The amount of any Additional Payments made to a Financial Intermediary is generally based on one or more of the following criteria: (i) the average net assets of Hartford Funds that are attributed to that Financial Intermediary; (ii) the amount of Hartford Fund assets held for over one year by customers of that Financial Intermediary; (iii) the amount of Hartford Fund shares sold through that Financial Intermediary; and (iv) the mix of equity and fixed income funds sold through that Financial Intermediary.

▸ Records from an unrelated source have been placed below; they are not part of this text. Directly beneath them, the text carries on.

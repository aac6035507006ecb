use async_trait::async_trait;
use std::sync::Arc;
use tracing::{debug, warn};

use super::context::make_eval_context;
use super::env::make_cel_env;
use super::evaluate::evaluate;
use super::http::{Request, Response};
use super::serialize::serialize;
use super::triggers::SecretStore;
use super::Interceptor;
use crate::cel::{Activation, Env, Value};
use crate::config::{InterceptorConfig, Overlay};
use crate::error::InterceptorError;
use crate::patch::patch;

/// Gates a request on a filter expression and rewrites its body with
/// overlay expressions.
pub struct CelInterceptor {
    config: InterceptorConfig,
    secrets: Arc<dyn SecretStore>,
}

impl CelInterceptor {
    /// Secrets come from the config's static store.
    pub fn new(config: InterceptorConfig) -> Self {
        let secrets = Arc::new(config.secrets.clone());
        Self { config, secrets }
    }

    pub fn with_secret_store(config: InterceptorConfig, secrets: Arc<dyn SecretStore>) -> Self {
        Self { config, secrets }
    }

    pub fn config(&self) -> &InterceptorConfig {
        &self.config
    }

    /// Run the pipeline synchronously. Overlays all see the original request;
    /// the first failure discards every patch applied so far.
    pub fn process(&self, request: &Request) -> Result<Response, InterceptorError> {
        let env = make_cel_env(&self.config.namespace, Arc::clone(&self.secrets))?;
        let payload = request.payload();
        let context = make_eval_context(payload, request)?;

        if let Some(filter) = self.config.filter() {
            let out = evaluate(filter, &env, &context)?;
            if !matches!(out, Value::Bool(true)) {
                warn!(filter, result = %out, "filter rejected request");
                return Err(InterceptorError::FilterRejected {
                    expression: filter.to_string(),
                });
            }
            debug!(filter, "filter passed");
        }

        if self.config.overlays.is_empty() {
            return Ok(Response {
                headers: request.headers.clone(),
                body: payload.to_vec(),
            });
        }

        let body = self
            .config
            .overlays
            .iter()
            .try_fold(payload.to_vec(), |document, overlay| {
                apply_overlay(document, overlay, &env, &context)
            })?;

        Ok(Response {
            headers: request.headers.clone(),
            body,
        })
    }
}

fn apply_overlay(
    document: Vec<u8>,
    overlay: &Overlay,
    env: &Env,
    context: &Activation,
) -> Result<Vec<u8>, InterceptorError> {
    let value = evaluate(&overlay.expression, env, context)?;
    let encoded = serialize(&value).map_err(|e| InterceptorError::Serialization {
        key: overlay.key.clone(),
        value_type: value.type_name().to_string(),
        message: e.to_string(),
    })?;
    let patched = patch(&document, &overlay.key, &encoded).map_err(|source| {
        InterceptorError::PatchPath {
            key: overlay.key.clone(),
            source,
        }
    })?;
    debug!(key = %overlay.key, value_type = value.type_name(), "overlay applied");
    Ok(patched)
}

#[async_trait]
impl Interceptor for CelInterceptor {
    async fn execute(&self, request: Request) -> Result<Response, InterceptorError> {
        self.process(&request)
    }
}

The annual amount of Additional Payments made to any one Financial Intermediary is normally not expected to (although it may from time to time) exceed 0.12% of the average net assets of Hartford Funds that are attributed to that Financial Intermediary.  For the calendar year ended December 31, 2014, the Investment Manager and its affiliates incurred approximately $39.3 million in total Additional Payments to Financial Intermediaries.

 

B.                                    Under the heading “DISTRIBUTION ARRANGEMENTS — Payments to Financial Intermediaries and Other Entities — Servicing Compensation to Servicing Intermediaries,” the second, third and fourth paragraphs are deleted in their entirety and replaced with the following:

 

The amount of the Servicing Payments is generally based on average net assets of Hartford Funds that are attributed to a Servicing Intermediary.  With certain limited exceptions, the annual amount of Servicing Payments made to any specific Servicing Intermediary is not expected to (although it may from time to time) exceed 0.21% of the average net assets of Hartford Funds that are attributed to that Servicing Intermediary.  For the year ended December 31, 2014, the Investment Manager, HASCO and/or their affiliates incurred approximately $8.0 million in total Servicing Payments and these Servicing Payments did not exceed $2.7 million for any one Servicing Intermediary.

 

Servicing Payments are also paid to certain Servicing Intermediaries by HASCO out of the transfer agency fees it receives from Hartford Funds.  Although some of these payments are calculated based on average net assets of Hartford Funds that are attributed to the Servicing Intermediary, Servicing Intermediaries are generally paid a per account fee up to a maximum of $18 per account.

 

Servicing Intermediaries may also receive compensation for their services in the form of 12b-1 fees or administrative fees paid by the Hartford Funds.

 

This Supplement should be retained with your Prospectus for future reference.